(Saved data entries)
--- START ---

//! Appendix bundles for legal filings
//!
//! A bundle is a main document followed by a table of contents and a series
//! of appendices, each introduced by a generated cover sheet and optionally
//! stamped with its label. Every page of the result carries a running page
//! number, and the table of contents lists the exact pages each appendix
//! occupies.

pub mod assemble;
pub mod bidi;
pub mod canvas;
pub mod constants;
pub mod cover;
pub mod fonts;
mod generate;
pub mod io;
pub mod numbering;
pub mod overlay;
pub mod paginate;
#[cfg(feature = "serde")]
pub mod project;
pub mod raster;
pub mod toc;
mod types;

pub use bidi::{shape, Shaper, ShapingMode};
pub use fonts::{FontFace, FontSet, FontStyle};
pub use generate::{build_bundle, generate, generate_sync, generate_with, Appendix, GenerationJob};
pub use io::{load_source, load_sources, save_pdf, SourceDocument};
pub use numbering::format_label;
pub use overlay::{place, Corner, OverlayPlacement, PageFrame, PageRotation};
pub use paginate::{compute_entries, plan, PaginationPlan};
#[cfg(feature = "serde")]
pub use project::ProjectFile;
pub use types::*;
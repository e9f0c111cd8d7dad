//! Appendix labels

use crate::types::NumberingSystem;

const HEBREW_LABELS: [&str; 30] = [
    "א", "ב", "ג", "ד", "ה", "ו", "ז", "ח", "ט", "י", //
    "יא", "יב", "יג", "יד", "טו", "טז", "יז", "יח", "יט", "כ", //
    "כא", "כב", "כג", "כד", "כה", "כו", "כז", "כח", "כט", "ל",
];

const ROMAN_LABELS: [&str; 30] = [
    "I", "II", "III", "IV", "V", "VI", "VII", "VIII", "IX", "X", //
    "XI", "XII", "XIII", "XIV", "XV", "XVI", "XVII", "XVIII", "XIX", "XX", //
    "XXI", "XXII", "XXIII", "XXIV", "XXV", "XXVI", "XXVII", "XXVIII", "XXIX", "XXX",
];

/// Label for the appendix at 1-based `index`.
///
/// Hebrew and Roman labels come from fixed 30-entry tables; past the end of
/// the table the plain decimal index is used instead.
pub fn format_label(index: usize, system: NumberingSystem) -> String {
    let table: &[&str] = match system {
        NumberingSystem::Hebrew => &HEBREW_LABELS,
        NumberingSystem::Roman => &ROMAN_LABELS,
        NumberingSystem::Arabic => return index.to_string(),
    };

    index
        .checked_sub(1)
        .and_then(|i| table.get(i))
        .map(|label| label.to_string())
        .unwrap_or_else(|| index.to_string())
}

--- END ---

**TASK TO COMPLETE**
Every line of the records above where the string "paginate" is found should be copied.

**SOLUTION TO THE EXERCISE**
pub mod paginate;
pub use paginate::{compute_entries, plan, PaginationPlan};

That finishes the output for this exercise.